Both Google and its accountants, Ernst & Young, are due to appear again before the parliament’s Public Accounts Committee (PAC) to defend against allegations that the US company isn’t paying its fair share of tax.

This is the second time Google has been called in by UK MPs. In November it testified that it wasn’t making sales to UK customers from within the UK. However, a PAC investigation has found inconsistencies in Google’s practices and wants an explanation.

Round two

In August 2012, it emerged Google’s tax bill stood at just £6 million in the UK, on revenues of around £395 million. Some MPs branded the company’s tax avoidance practices “immoral” and an investigation by PAC was launched. In November, Google’s VP for Northern and Central Europe Matt Brittin testified that his company was conducting all of its sales from outside the country, mainly from its offices in Dublin.

google-london-officeBut an investigation by Reuters discovered that Google’s own website says its teams are based in London, and the company regularly posts job vacancies for staff with sales experience in the UK.

There were also over a hundred Google UK employees that listed sales-related positions on LinkedIn. According to some reports, Google employs as many as 700 “marketing consultants” in the UK, compared to only 200 in Ireland.

If Google sold products to UK customers from within the country, it would be liable for a much larger tax bill.
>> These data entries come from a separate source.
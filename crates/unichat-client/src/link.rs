//! Link trait for abstracting the network connection.
//!
//! The [`Link`] trait decouples [`crate::Transport`] from a specific network
//! stack. Production uses a WebSocket; tests use an in-memory link with
//! scripted failures.

use std::future::Future;

use thiserror::Error;
use unichat_proto::UserId;

/// Link I/O errors.
///
/// Never surfaced per operation once the transport is open: a failing link
/// is handled as transient link loss and goes down the reconnect path.
#[derive(Error, Debug, Clone, PartialEq, Eq)]
pub enum LinkError {
    /// Link could not be established
    #[error("connect failed: {0}")]
    Connect(String),

    /// Established link failed
    #[error("link error: {0}")]
    Io(String),

    /// Operation on a link that is not open
    #[error("link is closed")]
    Closed,
}

/// Bidirectional text-frame connection to the message server.
///
/// # Invariants
///
/// - [`Self::recv`] MUST be cancel-safe: dropping its future before it
///   completes loses no frame
/// - After [`Self::close`] the link can be opened again
pub trait Link: Send {
    /// Open the link, authenticating as `identity`.
    fn open(&mut self, identity: &UserId) -> impl Future<Output = Result<(), LinkError>> + Send;

    /// Write one text frame.
    fn send(&mut self, text: String) -> impl Future<Output = Result<(), LinkError>> + Send;

    /// Next inbound text frame.
    ///
    /// `None` means the peer closed the link.
    fn recv(&mut self) -> impl Future<Output = Option<Result<String, LinkError>>> + Send;

    /// Close the link. Closing a closed link is a no-op.
    fn close(&mut self) -> impl Future<Output = ()> + Send;
}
But if it knowingly misled the government committee, the consequences could be much worse.

The reputation of Ernst & Young, one of the largest professional service firms in the world, is also on the line since it testified that Google’s books were in order.

Google maintains its VP told nothing but the truth and all sales were really managed by the Irish office. Company’s director for external relations Peter Barron told Reuters that Google was simply looking for people with sales skills, but the positions involved no selling and the description of vacancies might have been “confusing”.

Earlier this month, Google chairman Eric Shmidt also declared that all of his company’s practices complied with UK law.

“We will need to very quickly call back the Google executives to give them a chance to explain themselves and to ensure that actually what they told us first time around is not being economical with the truth,” said head of PAC Margaret Hodge.